Be Careful, Costco Backdates Renewals
If you let your Costco membership lapse, then 2 months later renew it, Costco will backdate it to day it lapsed instead of the day you renew. The result: your 12 month membership suddenly shrinks to 10 months for the same price. Consumer Reports notes that Costco used to backdate renewals by as much as 5 months before a recent class-action settlement.
Under the terms of the settlement, Costco will continue to backdate renewals but only by 2 months or less. In addition, if you were on the receiving end of a truncated renewal period between March 2001 and March 2009, Costco will automatically credit your membership by extending it from 1 to 3 months, depending on how badly you were screwed.

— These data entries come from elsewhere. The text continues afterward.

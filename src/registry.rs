//! In-memory registry of known repositories
//!
//! Records are keyed by numeric id with a secondary index on the lower-cased
//! full name. The registry also holds the bookkeeping sets the orchestrator
//! consults before queuing background work: skipped, archived, removed and
//! renamed repositories.

use crate::error::{Error, Result};
use crate::repository::Repository;
use crate::state::RegistrySnapshot;
use serde::{Deserialize, Serialize};
use std::collections::{BTreeSet, HashMap};
use tracing::{debug, info, warn};

/// Entry of the curated list of repositories withdrawn from the default index
#[derive(Debug, Clone, PartialEq, Serialize, Deserialize)]
pub struct RemovedRepository {
    pub repository: String,
    #[serde(default)]
    pub reason: Option<String>,
    #[serde(default)]
    pub link: Option<String>,
    /// `archived`, `not_compliant`, `critical`, `dev`, `broken` or `remove`
    #[serde(default = "default_removal_type")]
    pub removal_type: String,
    #[serde(default)]
    pub acknowledged: bool,
}

fn default_removal_type() -> String {
    "remove".to_string()
}

impl RemovedRepository {
    pub fn new(repository: impl Into<String>, removal_type: impl Into<String>) -> Self {
        Self {
            repository: repository.into(),
            reason: None,
            link: None,
            removal_type: removal_type.into(),
            acknowledged: false,
        }
    }

    /// Only plain `remove` entries may still be added by hand.
    pub fn blocks_registration(&self) -> bool {
        self.removal_type != "remove"
    }
}

/// Which bookkeeping set a stored value belongs to
#[derive(Debug, Clone, Copy, PartialEq, Eq)]
pub enum RegistrySet {
    Skip,
    Archived,
}

impl RegistrySet {
    pub fn as_str(&self) -> &'static str {
        match self {
            RegistrySet::Skip => "skip",
            RegistrySet::Archived => "archived",
        }
    }
}

#[derive(Debug, Default)]
pub struct Registry {
    by_id: HashMap<u64, Repository>,
    by_name: HashMap<String, u64>,
    skip: BTreeSet<String>,
    archived: BTreeSet<String>,
    removed: Vec<RemovedRepository>,
    /// Old lower-cased name to current full name
    renamed: HashMap<String, String>,
}

impl Registry {
    pub fn new() -> Self {
        Self::default()
    }

    pub fn len(&self) -> usize {
        self.by_id.len()
    }

    pub fn is_empty(&self) -> bool {
        self.by_id.is_empty()
    }

    /// Add or replace a record.
    ///
    /// The record must carry an id. A record whose name changed is re-keyed
    /// and the old name remembered as renamed.
    pub fn insert(&mut self, repository: Repository) -> Result<()> {
        if repository.id == 0 {
            return Err(Error::store(format!(
                "refusing to register {} without an id",
                repository.full_name
            )));
        }

        let key = repository.key();
        if let Some(&existing) = self.by_name.get(&key) {
            if existing != repository.id {
                return Err(Error::RepositoryIdChanged {
                    full_name: repository.full_name.clone(),
                    stored: existing,
                    incoming: repository.id,
                });
            }
        }

        if let Some(previous) = self.by_id.get(&repository.id) {
            let old_key = previous.key();
            if old_key != key {
                info!("Re-keying {} as {}", previous.full_name, repository.full_name);
                self.by_name.remove(&old_key);
                self.renamed.insert(old_key, repository.full_name.clone());
            }
        }

        self.by_name.insert(key, repository.id);
        self.by_id.insert(repository.id, repository);
        Ok(())
    }

    pub fn get(&self, id: u64) -> Option<&Repository> {
        self.by_id.get(&id)
    }

    pub fn get_mut(&mut self, id: u64) -> Option<&mut Repository> {
        self.by_id.get_mut(&id)
    }

    /// Look up by full name, case-insensitively, following renames.
    pub fn find(&self, full_name: &str) -> Option<&Repository> {
        let key = full_name.to_lowercase();
        let id = self.by_name.get(&key).or_else(|| {
            self.renamed
                .get(&key)
                .and_then(|current| self.by_name.get(&current.to_lowercase()))
        })?;
        self.by_id.get(id)
    }

    pub fn remove(&mut self, id: u64) -> Option<Repository> {
        let repository = self.by_id.remove(&id)?;
        self.by_name.remove(&repository.key());
        debug!("Unregistered {}", repository.full_name);
        Some(repository)
    }

    pub fn iter(&self) -> impl Iterator<Item = &Repository> {
        self.by_id.values()
    }

    pub fn installed(&self) -> impl Iterator<Item = &Repository> {
        self.by_id.values().filter(|repository| repository.installed)
    }

    pub fn skip(&mut self, full_name: &str) {
        self.skip.insert(full_name.to_lowercase());
    }

    pub fn unskip(&mut self, full_name: &str) -> bool {
        self.skip.remove(&full_name.to_lowercase())
    }

    pub fn is_skipped(&self, full_name: &str) -> bool {
        self.skip.contains(&full_name.to_lowercase())
    }

    pub fn mark_archived(&mut self, full_name: &str) {
        self.archived.insert(full_name.to_lowercase());
    }

    pub fn is_archived(&self, full_name: &str) -> bool {
        self.archived.contains(&full_name.to_lowercase())
    }

    pub fn set(&self, kind: RegistrySet) -> Vec<String> {
        match kind {
            RegistrySet::Skip => self.skip.iter().cloned().collect(),
            RegistrySet::Archived => self.archived.iter().cloned().collect(),
        }
    }

    pub fn restore_set(&mut self, kind: RegistrySet, values: Vec<String>) {
        let target = match kind {
            RegistrySet::Skip => &mut self.skip,
            RegistrySet::Archived => &mut self.archived,
        };
        target.extend(values.into_iter().map(|value| value.to_lowercase()));
    }

    pub fn renamed(&self) -> &HashMap<String, String> {
        &self.renamed
    }

    pub fn restore_renamed(&mut self, renamed: HashMap<String, String>) {
        self.renamed.extend(renamed);
    }

    pub fn removed(&self) -> &[RemovedRepository] {
        &self.removed
    }

    pub fn removed_entry(&self, full_name: &str) -> Option<&RemovedRepository> {
        self.removed
            .iter()
            .find(|entry| entry.repository.eq_ignore_ascii_case(full_name))
    }

    /// Add or replace a removed-list entry.
    pub fn set_removed(&mut self, entry: RemovedRepository) {
        match self
            .removed
            .iter_mut()
            .find(|existing| existing.repository.eq_ignore_ascii_case(&entry.repository))
        {
            Some(existing) => *existing = entry,
            None => self.removed.push(entry),
        }
    }

    /// Everything that is persisted
    pub fn snapshot(&self) -> RegistrySnapshot {
        let mut repositories: Vec<Repository> = self.by_id.values().cloned().collect();
        repositories.sort_by(|a, b| a.full_name.cmp(&b.full_name));
        RegistrySnapshot {
            repositories,
            skip: self.set(RegistrySet::Skip),
            archived: self.set(RegistrySet::Archived),
            removed: self.removed.clone(),
            renamed: self.renamed.clone(),
        }
    }

    /// Load a stored snapshot. Returns the number of records restored.
    pub fn restore(&mut self, snapshot: RegistrySnapshot) -> usize {
        let mut restored = 0;
        for repository in snapshot.repositories {
            let full_name = repository.full_name.clone();
            match self.insert(repository) {
                Ok(()) => restored += 1,
                Err(e) => warn!("Dropping stored record for {}: {}", full_name, e),
            }
        }
        self.restore_set(RegistrySet::Skip, snapshot.skip);
        self.restore_set(RegistrySet::Archived, snapshot.archived);
        for entry in snapshot.removed {
            self.set_removed(entry);
        }
        self.restore_renamed(snapshot.renamed);
        restored
    }
}

#[cfg(test)]
mod tests {
    use super::*;
    use crate::repository::category::Category;
    use assert_matches::assert_matches;

    fn repo(full_name: &str, id: u64) -> Repository {
        let mut repository = Repository::new(full_name, Category::Integration);
        repository.id = id;
        repository
    }

    #[test]
    fn test_insert_and_find_case_insensitive() {
        let mut registry = Registry::new();
        registry.insert(repo("Acme/Widget", 1)).unwrap();

        assert_eq!(registry.find("acme/widget").map(|r| r.id), Some(1));
        assert_eq!(registry.get(1).map(|r| r.full_name.as_str()), Some("Acme/Widget"));
        assert!(registry.find("acme/other").is_none());
    }

    #[test]
    fn test_insert_without_id_is_rejected() {
        let mut registry = Registry::new();
        assert!(registry.insert(repo("acme/widget", 0)).is_err());
        assert!(registry.is_empty());
    }

    #[test]
    fn test_name_claimed_by_other_id() {
        let mut registry = Registry::new();
        registry.insert(repo("acme/widget", 1)).unwrap();
        assert_matches!(
            registry.insert(repo("acme/widget", 2)),
            Err(Error::RepositoryIdChanged {
                stored: 1,
                incoming: 2,
                ..
            })
        );
    }

    #[test]
    fn test_rename_rekeys_and_remembers() {
        let mut registry = Registry::new();
        registry.insert(repo("acme/widget", 1)).unwrap();
        registry.insert(repo("acme-labs/widget", 1)).unwrap();

        assert_eq!(registry.len(), 1);
        assert_eq!(
            registry.find("acme/widget").map(|r| r.full_name.as_str()),
            Some("acme-labs/widget")
        );
        assert_eq!(
            registry.renamed().get("acme/widget").map(String::as_str),
            Some("acme-labs/widget")
        );
    }

    #[test]
    fn test_skip_set() {
        let mut registry = Registry::new();
        registry.skip("Acme/Broken");
        assert!(registry.is_skipped("acme/broken"));
        assert!(registry.unskip("acme/BROKEN"));
        assert!(!registry.is_skipped("acme/broken"));
    }

    #[test]
    fn test_removed_entries() {
        let mut registry = Registry::new();
        registry.set_removed(RemovedRepository::new("acme/gone", "remove"));
        registry.set_removed(RemovedRepository::new("Acme/Gone", "critical"));

        assert_eq!(registry.removed().len(), 1);
        let entry = registry.removed_entry("acme/gone").unwrap();
        assert!(entry.blocks_registration());
        assert!(!RemovedRepository::new("x/y", "remove").blocks_registration());
    }

    #[test]
    fn test_snapshot_restore() {
        let mut registry = Registry::new();
        registry.insert(repo("acme/widget", 1)).unwrap();
        registry.skip("acme/broken");
        registry.mark_archived("acme/dusty");
        registry.set_removed(RemovedRepository::new("acme/gone", "remove"));

        let mut snapshot = registry.snapshot();
        snapshot.repositories.push(repo("acme/no-id", 0));

        let mut restored = Registry::new();
        assert_eq!(restored.restore(snapshot), 1);
        assert!(restored.find("acme/widget").is_some());
        assert!(restored.is_skipped("acme/broken"));
        assert!(restored.is_archived("acme/dusty"));
        assert!(restored.removed_entry("acme/gone").is_some());
    }

    #[test]
    fn test_removed_entry_deserializes_with_defaults() {
        let entry: RemovedRepository =
            serde_json::from_str(r#"{"repository": "acme/gone", "reason": "Abandoned"}"#).unwrap();
        assert_eq!(entry.removal_type, "remove");
        assert!(!entry.acknowledged);
    }
}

But Jeff Blyskal at Consumer Reports points out that the best way to protect yourself from any truncated renewal is to ask the Costco clerk to date it correctly when you renew:
[Costco] told me that customers renewing expired memberships can ask that the back-dating policy be waived. “Because of the membership-based nature of the Company, our local warehouse managers are vested with substantial discretion to accommodate member requests in a wide variety of contexts, based on the facts and circumstances. Our policies help guide the exercise of that discretion but do not strictly dictate all outcomes,” said John Sullivan, Costco’s associate general counsel, in an e-mail.
Blyskal did just that, even without the Costco lawyer’s recent approval: “When I renewed [last] November I asked that my renewal be dated as of the actual date of renewal. The counter clerk at Costco customer service was happy to accommodate me.”
“Costco’s renewal rip-off” [Consumer Reports Money & Shopping Blog]
(Photo: Orin Optiglot)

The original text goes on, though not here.